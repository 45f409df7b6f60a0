use anyhow::{bail, Result};
use clap::{Parser, Subcommand};
use hivex_analysis::{select_winners, DatasetWinners, WinnerTable};
use hivex_core::config::DEFAULT_CONFIG_YAML;
use hivex_core::{AnalysisConfig, ObservationTable, Source};
use hivex_events::{load_dataset, ScanMode};
use hivex_report::charts::{
    render_average_sheet, render_scalability, render_summary_sheet, render_training_curves,
    ScalabilityData, SummaryRow,
};
use hivex_report::{generate_model_cards, read_winners_json, write_winners_json, CardOptions};
use serde_json::{json, Value};
use std::collections::BTreeMap;
use std::path::{Path, PathBuf};
use tracing_subscriber::EnvFilter;

#[derive(Parser)]
#[command(name = "hivex", version = "0.3.0", about = "HIVEX results tooling")]
struct Cli {
    #[command(subcommand)]
    command: Commands,
}

#[derive(Subcommand)]
enum Commands {
    /// Write the built-in configuration to a file.
    Init {
        #[arg(long, default_value = "hivex.yaml")]
        path: PathBuf,
        #[arg(long)]
        force: bool,
    },
    /// Select the winning run per task and difficulty/pattern.
    FindBest {
        #[arg(long)]
        config: Option<PathBuf>,
        #[arg(long)]
        results_root: Option<PathBuf>,
        #[arg(long)]
        out: Option<PathBuf>,
        #[arg(long)]
        json: bool,
    },
    /// Generate hub model cards from a winners file.
    ModelCards {
        #[arg(long)]
        config: Option<PathBuf>,
        #[arg(long)]
        results_root: Option<PathBuf>,
        #[arg(long)]
        winners: Option<PathBuf>,
        #[arg(long)]
        out: Option<PathBuf>,
        #[arg(long = "dataset")]
        datasets: Vec<String>,
        #[arg(long)]
        no_copy: bool,
        #[arg(long)]
        json: bool,
    },
    /// Training curves, average sheets and the cross-environment summary.
    PlotBaseline {
        #[arg(long)]
        config: Option<PathBuf>,
        #[arg(long)]
        results_root: Option<PathBuf>,
        #[arg(long, default_value = "plots")]
        out: PathBuf,
        #[arg(long)]
        downsample: Option<usize>,
    },
    /// Mean metric value by agent count.
    PlotScalability {
        #[arg(long)]
        config: Option<PathBuf>,
        #[arg(long)]
        results_root: Option<PathBuf>,
        #[arg(long, default_value = "plots")]
        out: PathBuf,
    },
}

fn main() -> Result<()> {
    let cli = Cli::parse();
    init_tracing();
    let json_mode = command_json_mode(&cli.command);
    let result = run_command(cli.command);
    match result {
        Ok(Some(payload)) => {
            println!("{}", payload);
            Ok(())
        }
        Ok(None) => Ok(()),
        Err(err) if json_mode => {
            println!("{}", failure_payload(&err));
            std::process::exit(1);
        }
        Err(err) => Err(err),
    }
}

/// Logs go to stderr so `--json` output on stdout stays parseable.
fn init_tracing() {
    let filter = EnvFilter::try_from_default_env().unwrap_or_else(|_| EnvFilter::new("info"));
    tracing_subscriber::fmt()
        .with_env_filter(filter)
        .with_writer(std::io::stderr)
        .with_target(false)
        .init();
}

fn run_command(command: Commands) -> Result<Option<Value>> {
    match command {
        Commands::Init { path, force } => {
            if path.exists() && !force {
                bail!("{} already exists (use --force to overwrite)", path.display());
            }
            hivex_core::atomic_write_bytes(&path, DEFAULT_CONFIG_YAML.as_bytes())?;
            println!("wrote {}", path.display());
        }
        Commands::FindBest {
            config,
            results_root,
            out,
            json,
        } => {
            let config = load_config(config.as_deref(), results_root)?;
            let out = out.unwrap_or_else(|| config.output_json.clone());
            let mut table = WinnerTable::default();
            let mut per_dataset = Vec::new();
            for dataset in &config.datasets {
                let observations = load_dataset(
                    &config.results_root,
                    &dataset.name,
                    &[Source::Test],
                    ScanMode::Baseline,
                )?;
                let winners = select_winners(&observations, dataset, &config.tag_criteria)?;
                per_dataset.push(winners_summary(&winners, observations.len()));
                table.insert(winners);
            }
            write_winners_json(&out, &table)?;
            if json {
                return Ok(Some(json!({
                    "ok": true,
                    "command": "find-best",
                    "output": out.display().to_string(),
                    "records": table.record_count(),
                    "datasets": per_dataset
                })));
            }
            for entry in &per_dataset {
                println!(
                    "{}: observations={} records={} skipped={}",
                    entry["dataset"].as_str().unwrap_or_default(),
                    entry["observations"],
                    entry["records"],
                    entry["skipped"].as_array().map(Vec::len).unwrap_or(0)
                );
            }
            println!("output: {}", out.display());
        }
        Commands::ModelCards {
            config,
            results_root,
            winners,
            out,
            datasets,
            no_copy,
            json,
        } => {
            let config = load_config(config.as_deref(), results_root)?;
            let winners_path = winners.unwrap_or_else(|| config.output_json.clone());
            let out_root = out.unwrap_or_else(|| config.model_cards_dir.clone());
            let table = read_winners_json(&winners_path)?;
            let cards = generate_model_cards(
                &table,
                &CardOptions {
                    results_root: &config.results_root,
                    out_root: &out_root,
                    datasets: &datasets,
                    copy_artifacts: !no_copy,
                },
            )?;
            if json {
                let entries: Vec<Value> = cards
                    .iter()
                    .map(|c| {
                        json!({
                            "dataset": c.dataset,
                            "key": c.key.to_string(),
                            "dir": c.directory.display().to_string(),
                            "artifacts_copied": c.artifacts_copied
                        })
                    })
                    .collect();
                return Ok(Some(json!({
                    "ok": true,
                    "command": "model-cards",
                    "winners": winners_path.display().to_string(),
                    "out": out_root.display().to_string(),
                    "cards": entries
                })));
            }
            for card in &cards {
                println!("{}", card.directory.display());
            }
            println!("cards: {}", cards.len());
        }
        Commands::PlotBaseline {
            config,
            results_root,
            out,
            downsample,
        } => {
            let config = load_config(config.as_deref(), results_root)?;
            let factor = downsample.unwrap_or(config.charts.downsample);
            if factor == 0 {
                bail!("--downsample must be >= 1");
            }
            print_written(&plot_baseline(&config, &out, factor)?);
        }
        Commands::PlotScalability {
            config,
            results_root,
            out,
        } => {
            let config = load_config(config.as_deref(), results_root)?;
            let mut tables: BTreeMap<&str, ObservationTable> = BTreeMap::new();
            for panel in &config.charts.scalability {
                if !tables.contains_key(panel.dataset.as_str()) {
                    let table = load_dataset(
                        &config.results_root,
                        &panel.dataset,
                        &[Source::Test],
                        ScanMode::Scalability,
                    )?;
                    tables.insert(&panel.dataset, table);
                }
            }
            let panels: Vec<ScalabilityData<'_>> = config
                .charts
                .scalability
                .iter()
                .filter_map(|panel| {
                    tables
                        .get(panel.dataset.as_str())
                        .map(|table| ScalabilityData { panel, table })
                })
                .collect();
            let written: Vec<PathBuf> = render_scalability(&panels, &out)?.into_iter().collect();
            print_written(&written);
        }
    }
    Ok(None)
}

fn load_config(path: Option<&Path>, results_root: Option<PathBuf>) -> Result<AnalysisConfig> {
    let mut config = match path {
        Some(p) => AnalysisConfig::load(p)?,
        None => AnalysisConfig::builtin()?,
    };
    if let Some(root) = results_root {
        config.results_root = root;
    }
    Ok(config)
}

fn load_tables(
    config: &AnalysisConfig,
    sources: &[Source],
    mode: ScanMode,
) -> Result<BTreeMap<String, ObservationTable>> {
    let mut tables = BTreeMap::new();
    for dataset in &config.datasets {
        let table = load_dataset(&config.results_root, &dataset.name, sources, mode)?;
        if table.is_empty() {
            tracing::warn!(dataset = %dataset.name, "no observations, skipping charts");
            continue;
        }
        tables.insert(dataset.name.clone(), table);
    }
    Ok(tables)
}

/// Training curves read both splits; the average and summary sheets only
/// the test split.
fn plot_baseline(config: &AnalysisConfig, out: &Path, factor: usize) -> Result<Vec<PathBuf>> {
    let mut written = Vec::new();
    let curves = load_tables(config, &[Source::Training, Source::Test], ScanMode::Baseline)?;
    for table in curves.values() {
        written.extend(render_training_curves(
            table,
            &config.charts.excluded_curve_tags,
            out,
            factor,
        )?);
    }

    let sheets = load_tables(config, &[Source::Test], ScanMode::Baseline)?;
    for table in sheets.values() {
        written.extend(render_average_sheet(table, &config.charts.excluded_sheet_tags, out)?);
    }
    let rows: Vec<SummaryRow<'_>> = config
        .charts
        .summary_tags
        .iter()
        .filter_map(|entry| {
            sheets.get(&entry.dataset).map(|table| SummaryRow {
                env_name: &entry.dataset,
                table,
                tags: &entry.tags,
            })
        })
        .collect();
    written.extend(render_summary_sheet(&rows, out)?);
    Ok(written)
}

fn winners_summary(winners: &DatasetWinners, observations: usize) -> Value {
    json!({
        "dataset": winners.dataset,
        "observations": observations,
        "records": winners.records.len(),
        "skipped": winners.skipped.iter().map(ToString::to_string).collect::<Vec<_>>()
    })
}

fn print_written(paths: &[PathBuf]) {
    for path in paths {
        println!("{}", path.display());
    }
    println!("charts: {}", paths.len());
}

/// `--json` failure envelope; `causes` lists the context chain below the top message.
fn failure_payload(err: &anyhow::Error) -> Value {
    let causes: Vec<String> = err.chain().skip(1).map(ToString::to_string).collect();
    json!({
        "ok": false,
        "error": {
            "code": "command_failed",
            "message": err.to_string(),
            "causes": causes
        }
    })
}

fn command_json_mode(command: &Commands) -> bool {
    match command {
        Commands::FindBest { json, .. } | Commands::ModelCards { json, .. } => *json,
        _ => false,
    }
}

- - - - -

EXERCISE: Using the records above, find and show each line with the string "rows".

FINISHED TASK:
    let rows: Vec<SummaryRow<'_>> = config
    written.extend(render_summary_sheet(&rows, out)?);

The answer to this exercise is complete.